[community] Fwd: Doctors’ Notes: Stop portraying childhood disability as tragic or inspirational.

William McQueen william.mcqueen at alumni.utoronto.ca
Tue Nov 29 15:16:14 UTC 2016

Doctors’ Notes: Stop portraying childhood disability as tragic or
By actually listening to disabled people, we realize they are “disabled by”
their worlds more than by their bodily differences.
Seeing people with disabilities as "inspirational" figures does them a
disservice, critics say.


By DR. BARBARA GIBSONUniversity of Toronto
Mon., Nov. 28, 2016

A colleague of mine, Crystal Chin, is a young woman with cerebral palsy who
now uses a wheelchair for mobility. Crystal spent a huge amount of her
childhood in therapy trying to walk independently. Nobody ever asked her if
the goal of walking was important enough to spend so much of her childhood
trying to achieve it.
Crystal went to physiotherapy five days a week, and her well-meaning
parents did nightly exercises and stretches with her, integrating ‘therapy’
into everyday life through constant correction of how she moved. This went
on for years, and Crystal says the constant scrutiny sent a clear message
to her that she was “just not good enough.”
Living as a disabled person can pose challenges, and many of these can be
helped with medical care and treatment.

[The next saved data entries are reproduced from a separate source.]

use serde::{Deserialize, Serialize};

/// Error envelope returned by every HTTP endpoint.
#[derive(Debug, Clone, Serialize, Deserialize)]
pub struct ErrorResponse {
    /// Short human-readable category ("Not Found", "Conflict")
    pub error: String,

    /// Message safe to show to the caller
    pub message: String,

    /// HTTP status code
    pub status: u16,

    /// Broad class used by clients for routing, see [`error_types`]
    pub error_type: String,

    /// Stable machine-readable code, see [`error_codes`]
    pub code: String,

    /// Extra detail (validation field messages and similar)
    #[serde(skip_serializing_if = "Option::is_none")]
    pub details: Option<String>,

    /// RFC 3339 timestamp
    pub timestamp: String,
}

impl ErrorResponse {
    pub fn new(error: &str, message: &str, status: u16, error_type: &str, code: &str) -> Self {
        Self {
            error: error.to_string(),
            message: message.to_string(),
            status,
            error_type: error_type.to_string(),
            code: code.to_string(),
            details: None,
            timestamp: chrono::Utc::now().to_rfc3339(),
        }
    }

    pub fn with_details(mut self, details: String) -> Self {
        self.details = Some(details);
        self
    }
}

/// Stable error codes
pub mod error_codes {
    // Streams
    pub const STREAM_NOT_FOUND: &str = "STREAM_NOT_FOUND";
    pub const INVALID_STATE_TRANSITION: &str = "INVALID_STATE_TRANSITION";
    pub const VERSION_CONFLICT: &str = "VERSION_CONFLICT";

    // Multistream targets
    pub const CREDENTIAL_MISSING: &str = "CREDENTIAL_MISSING";

    // Input
    pub const VALIDATION_FAILED: &str = "VALIDATION_FAILED";

    // Authentication
    pub const TOKEN_INVALID: &str = "TOKEN_INVALID";
    pub const ACCESS_DENIED: &str = "ACCESS_DENIED";
    pub const SIGNATURE_INVALID: &str = "SIGNATURE_INVALID";

    // Upstream/System
    pub const PROVIDER_ERROR: &str = "PROVIDER_ERROR";
    pub const DATABASE_ERROR: &str = "DATABASE_ERROR";
    pub const INTERNAL_SERVER_ERROR: &str = "INTERNAL_SERVER_ERROR";
}

/// Standard error classes
pub mod error_types {
    pub const VALIDATION_ERROR: &str = "validation_error";
    pub const AUTHENTICATION_ERROR: &str = "authentication_error";
    pub const AUTHORIZATION_ERROR: &str = "authorization_error";
    pub const NOT_FOUND_ERROR: &str = "not_found_error";
    pub const CONFLICT_ERROR: &str = "conflict_error";
    pub const SERVER_ERROR: &str = "server_error";
}

#[cfg(test)]
mod tests {
    use super::*;

    #[test]
    fn test_error_response_creation() {
        let error = ErrorResponse::new(
            "Not Found",
            "Stream not found",
            404,
            error_types::NOT_FOUND_ERROR,
            error_codes::STREAM_NOT_FOUND,
        );

        assert_eq!(error.status, 404);
        assert_eq!(error.error_type, error_types::NOT_FOUND_ERROR);
        assert_eq!(error.code, error_codes::STREAM_NOT_FOUND);
    }

    #[test]
    fn test_optional_fields_are_omitted() {
        let error = ErrorResponse::new(
            "Conflict",
            "Stream was modified concurrently",
            409,
            error_types::CONFLICT_ERROR,
            error_codes::VERSION_CONFLICT,
        );

        let json = serde_json::to_value(&error).unwrap();
        assert!(json.get("details").is_none());

        let json = serde_json::to_value(error.with_details("version 3 != 4".into())).unwrap();
        assert_eq!(json["details"], "version 3 != 4");
    }
}
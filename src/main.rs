// Entrypoint for the CLI application.
// - Keeps `main` small: parse arguments, resolve credentials, build the
//   API client and hand everything to `purge::run`.
// - Fatal errors, including bad arguments, are printed once and mapped
//   to exit code 1.

use anilist_purge::api::ApiClient;
use anilist_purge::cli::{self, Args};
use anilist_purge::purge::{self, PurgeRequest, PurgeSettings, ThreadSleep};
use anilist_purge::ui;
use clap::error::ErrorKind;
use clap::Parser;
use std::process::ExitCode;
use tracing_subscriber::{fmt, EnvFilter};

fn main() -> ExitCode {
    fmt()
        .with_env_filter(EnvFilter::try_from_default_env().unwrap_or_else(|_| EnvFilter::new("warn")))
        .with_writer(std::io::stderr)
        .init();

    let args = match Args::try_parse() {
        Ok(args) => args,
        Err(err) => {
            let _ = err.print();
            return match err.kind() {
                ErrorKind::DisplayHelp | ErrorKind::DisplayVersion => ExitCode::SUCCESS,
                _ => ExitCode::FAILURE,
            };
        }
    };
    let creds = match args.credentials() {
        Ok(creds) => creds,
        Err(missing) => {
            eprintln!("Error: {}\n\n{}", missing, cli::usage());
            return ExitCode::FAILURE;
        }
    };

    let request = PurgeRequest {
        username: creds.username.clone(),
        media_type: args.media_type,
        dry_run: args.dry_run,
    };

    let result = ApiClient::from_env(&creds.token).and_then(|api| {
        tracing::debug!(endpoint = api.endpoint(), "using API endpoint");
        purge::run(
            &api,
            &request,
            &PurgeSettings::default(),
            &mut ThreadSleep,
            ui::confirm_deletion,
        )
    });

    match result {
        Ok(_) => ExitCode::SUCCESS,
        Err(err) => {
            ui::fatal(&err);
            ExitCode::FAILURE
        }
    }
}
// The purge flow: fetch → confirm → delete each entry → summarize.
//
// Requests are strictly sequential. Between entries the loop pauses for a
// fixed interval, and a rate-limited delete is retried exactly once after
// waiting for the server's `Retry-After` (or a fallback).

use crate::api::MediaListApi;
use crate::model::{flatten, DeleteOutcome, Entry, MediaType, RunResult};
use crate::ui;
use anyhow::{Context, Result};
use std::thread;
use std::time::Duration;
use tracing::{info, warn};

/// Timing knobs for the deletion loop.
#[derive(Debug, Clone, Copy, PartialEq, Eq)]
pub struct PurgeSettings {
    /// Pause between consecutive entries.
    pub request_delay: Duration,
    /// Wait used when a 429 carries no usable `Retry-After`.
    pub fallback_retry_after: Duration,
}

impl Default for PurgeSettings {
    fn default() -> Self {
        PurgeSettings {
            request_delay: Duration::from_secs(2),
            fallback_retry_after: Duration::from_secs(60),
        }
    }
}

/// What to purge.
#[derive(Debug, Clone)]
pub struct PurgeRequest {
    pub username: String,
    pub media_type: MediaType,
    pub dry_run: bool,
}

/// Suspends the loop. Production code sleeps the thread.
pub trait Pause {
    fn pause(&mut self, duration: Duration);
}

pub struct ThreadSleep;

impl Pause for ThreadSleep {
    fn pause(&mut self, duration: Duration) {
        if !duration.is_zero() {
            thread::sleep(duration);
        }
    }
}

#[derive(Debug, Clone, PartialEq, Eq)]
pub enum PurgeOutcome {
    NothingToDelete,
    DryRun(usize),
    Aborted,
    Completed(RunResult),
}

/// Run the whole flow. `confirm` receives the entry count and decides
/// whether deletion goes ahead; it is not called when there is nothing
/// to delete or on a dry run.
pub fn run<A, P, C>(
    api: &A,
    request: &PurgeRequest,
    settings: &PurgeSettings,
    pause: &mut P,
    confirm: C,
) -> Result<PurgeOutcome>
where
    A: MediaListApi,
    P: Pause,
    C: FnOnce(usize) -> Result<bool>,
{
    let spinner = ui::spinner(format!(
        "Fetching {} lists for {}...",
        request.media_type, request.username
    ));
    let lists = api.fetch_lists(&request.username, request.media_type);
    spinner.finish_and_clear();
    let lists = lists.with_context(|| {
        format!(
            "Failed to fetch {} lists for {}",
            request.media_type, request.username
        )
    })?;

    for list in &lists {
        ui::list_summary(&list.name, list.entries.len());
    }
    let entries = flatten(lists);
    info!(count = entries.len(), "fetched entries");

    if entries.is_empty() {
        ui::nothing_to_delete(request.media_type);
        return Ok(PurgeOutcome::NothingToDelete);
    }

    if request.dry_run {
        ui::dry_run(&entries);
        return Ok(PurgeOutcome::DryRun(entries.len()));
    }

    if !confirm(entries.len())? {
        ui::aborted();
        return Ok(PurgeOutcome::Aborted);
    }

    let result = delete_all(api, &entries, settings, pause);
    ui::summary(&result);
    Ok(PurgeOutcome::Completed(result))
}

/// Delete `entries` in order, one request at a time.
pub fn delete_all<A: MediaListApi, P: Pause>(
    api: &A,
    entries: &[Entry],
    settings: &PurgeSettings,
    pause: &mut P,
) -> RunResult {
    let mut result = RunResult::default();
    let total = entries.len();

    for (i, entry) in entries.iter().enumerate() {
        match delete_with_retry(api, entry, settings, pause) {
            Ok(()) => {
                result.succeeded += 1;
                ui::entry_deleted(i + 1, total, entry);
            }
            Err(reason) => {
                result.failed += 1;
                ui::entry_failed(i + 1, total, entry, &reason);
            }
        }

        if i + 1 < total {
            pause.pause(settings.request_delay);
        }
    }

    result
}

fn delete_with_retry<A: MediaListApi, P: Pause>(
    api: &A,
    entry: &Entry,
    settings: &PurgeSettings,
    pause: &mut P,
) -> Result<(), String> {
    match attempt(api, entry.id) {
        DeleteOutcome::Deleted => Ok(()),
        DeleteOutcome::Failed(reason) => Err(reason),
        DeleteOutcome::RateLimited { retry_after } => {
            let wait = retry_after.unwrap_or(settings.fallback_retry_after);
            warn!(id = entry.id, wait_secs = wait.as_secs(), "rate limited, retrying once");
            ui::rate_limited(wait);
            pause.pause(wait);

            match attempt(api, entry.id) {
                DeleteOutcome::Deleted => Ok(()),
                DeleteOutcome::Failed(reason) => Err(reason),
                DeleteOutcome::RateLimited { .. } => Err("still rate limited after retry".into()),
            }
        }
    }
}

fn attempt<A: MediaListApi>(api: &A, id: i64) -> DeleteOutcome {
    api.delete_entry(id)
        .unwrap_or_else(|e| DeleteOutcome::Failed(format!("{:#}", e)))
}
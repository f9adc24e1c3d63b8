// UI layer: colored console output, the fetch spinner and the
// confirmation prompt. Everything here writes to the terminal; the
// decisions are made in `purge`.

use crate::model::{Entry, MediaType, RunResult};
use anyhow::{Context, Result};
use crossterm::style::{StyledContent, Stylize};
use crossterm::tty::IsTty;
use dialoguer::Input;
use indicatif::{ProgressBar, ProgressStyle};
use std::fmt::Display;
use std::io::{self, BufRead, Write};
use std::time::Duration;

/// The only answer that lets deletion proceed.
pub const AFFIRMATIVE: &str = "yes";

/// Styled text when stdout is a terminal, the plain content otherwise.
fn paint<D: Display>(content: StyledContent<D>) -> String {
    if io::stdout().is_tty() {
        content.to_string()
    } else {
        content.content().to_string()
    }
}

/// Spinner shown while a request is in flight.
pub fn spinner(message: String) -> ProgressBar {
    let spinner = ProgressBar::new_spinner();
    spinner.set_style(
        ProgressStyle::with_template("{spinner} {msg}").unwrap_or_else(|_| ProgressStyle::default_spinner()),
    );
    spinner.set_message(message);
    spinner.enable_steady_tick(Duration::from_millis(100));
    spinner
}

pub fn list_summary(name: &str, count: usize) {
    println!("  {}: {} entries", paint(name.bold()), count);
}

pub fn nothing_to_delete(media_type: MediaType) {
    println!(
        "{}",
        paint(format!("No {} entries found. Nothing to delete.", media_type).green())
    );
}

pub fn dry_run(entries: &[Entry]) {
    let total = entries.len();
    for (i, entry) in entries.iter().enumerate() {
        println!("[{}/{}] {} ({})", i + 1, total, entry.title, entry.id);
    }
    println!(
        "{}",
        paint(format!("Dry run: {} entries would be deleted.", total).yellow())
    );
}

/// Ask the user to type `yes`. Any other answer, including an empty
/// line or end of input, declines. Piped stdin is read as a plain line.
pub fn confirm_deletion(count: usize) -> Result<bool> {
    println!(
        "{}",
        paint(
            format!("About to delete {} entries. This cannot be undone.", count)
                .red()
                .bold()
        )
    );
    let prompt = format!("Type '{}' to continue", AFFIRMATIVE);

    let stdin = io::stdin();
    if stdin.is_tty() {
        let answer: String = Input::new()
            .with_prompt(prompt)
            .allow_empty(true)
            .interact_text()?;
        return Ok(is_affirmative(&answer));
    }

    print!("{}: ", prompt);
    io::stdout().flush()?;
    let confirmed = read_answer(stdin.lock())?;
    println!();
    Ok(confirmed)
}

/// Read one line and check it against [`AFFIRMATIVE`].
pub fn read_answer<R: BufRead>(mut reader: R) -> Result<bool> {
    let mut line = String::new();
    reader
        .read_line(&mut line)
        .context("Failed to read confirmation")?;
    Ok(is_affirmative(&line))
}

pub fn is_affirmative(answer: &str) -> bool {
    answer.trim().eq_ignore_ascii_case(AFFIRMATIVE)
}

pub fn aborted() {
    println!("{}", paint("Aborted. Nothing was deleted.".yellow()));
}

pub fn entry_deleted(index: usize, total: usize, entry: &Entry) {
    println!(
        "[{}/{}] {} {} ({})",
        index,
        total,
        paint("Deleted".green()),
        entry.title,
        entry.id
    );
}

pub fn entry_failed(index: usize, total: usize, entry: &Entry, reason: &str) {
    println!(
        "[{}/{}] {} {} ({}): {}",
        index,
        total,
        paint("Failed".red()),
        entry.title,
        entry.id,
        reason
    );
}

pub fn rate_limited(wait: Duration) {
    println!(
        "{}",
        paint(format!("Rate limited. Waiting {}s before retrying...", wait.as_secs()).yellow())
    );
}

pub fn summary(result: &RunResult) {
    println!();
    println!(
        "Done. {} deleted, {} failed.",
        paint(result.succeeded.to_string().green().bold()),
        paint(result.failed.to_string().red().bold())
    );
}

/// Fatal errors go to stderr.
pub fn fatal(err: &anyhow::Error) {
    let label = if io::stderr().is_tty() {
        "Error:".red().bold().to_string()
    } else {
        "Error:".to_string()
    };
    eprintln!("{} {:#}", label, err);
}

However disabled people will tell
you that the majority of challenges they face are not related to their
bodies, but to material barriers such as lack of ramps, closed captioning
or Braille texts, or to attitudes of others who assume they are “less
than.” By actually listening to disabled people, we realize they are
“disabled by” their worlds more than by their bodily differences.
Through my research, I have discovered that young children do not
necessarily perceive disability in negative terms. Instead they are curious
and welcoming of differences. Those who use walkers and wheelchairs may
take special pride in their devices, and other children may want to try
these out or “go for a ride.” However, as Crystal’s story demonstrates,
over time kids learn that their differences can negatively mark them as
different or “just not good enough.” The attention of well-meaning parents,
health professionals and teachers who try to “fix” difference sends this
message loud and clear.
Children, like all of us, are also constantly bombarded with messages in
popular media that present disability as a tragedy or as some kind of
heroic battle. In a recent TEDtalk, the comedian and wheelchair user Stella
Young says that inspirational images objectify disabled people for the
benefit of nondisabled people, who look at them and think “things aren’t so
bad for me.” Disability advocates like Young have long argued for
alternative, diverse representations of disabled people.
I recently interviewed a 16-year-old young man who uses a wheelchair. He
lamented that he was never allowed to do the “awesome stuff” that his peers
were doing, because the adults around him were worried about his safety. He
recently had the opportunity to ride an ATV and said: “My whole life, I’ve
been wearing this thing (lifts up his wheelchair seatbelt). I’m not that
kind of person. I’m the kind of person that would take risks. I don’t want
to just live my life as a boring person - seeing everyone do awesome stuff
and me doing nothing, that’s stupid. But (the ATV ride) felt so good, even
though I was sitting on the wheelchair with a seatbelt on. I felt like ‘oh
my God’ ‘cause they were letting me go free. That was awesome.”
This young man’s experience reminded me that adolescence is often a time
where kids test out their abilities and take some risks. Why should this be
different for a disabled child?
Here are some alternative ways of thinking and talking about childhood

   - Disability can be seen as part of the diverse human continuum of
   abilities. Some people may be more disabled than others, but often much of
   this can be attributed to the barriers built into society. For example
   using a wheelchair is not a “failure,” it’s a different way of getting
   around that would be much easier with the availability of accessible spaces.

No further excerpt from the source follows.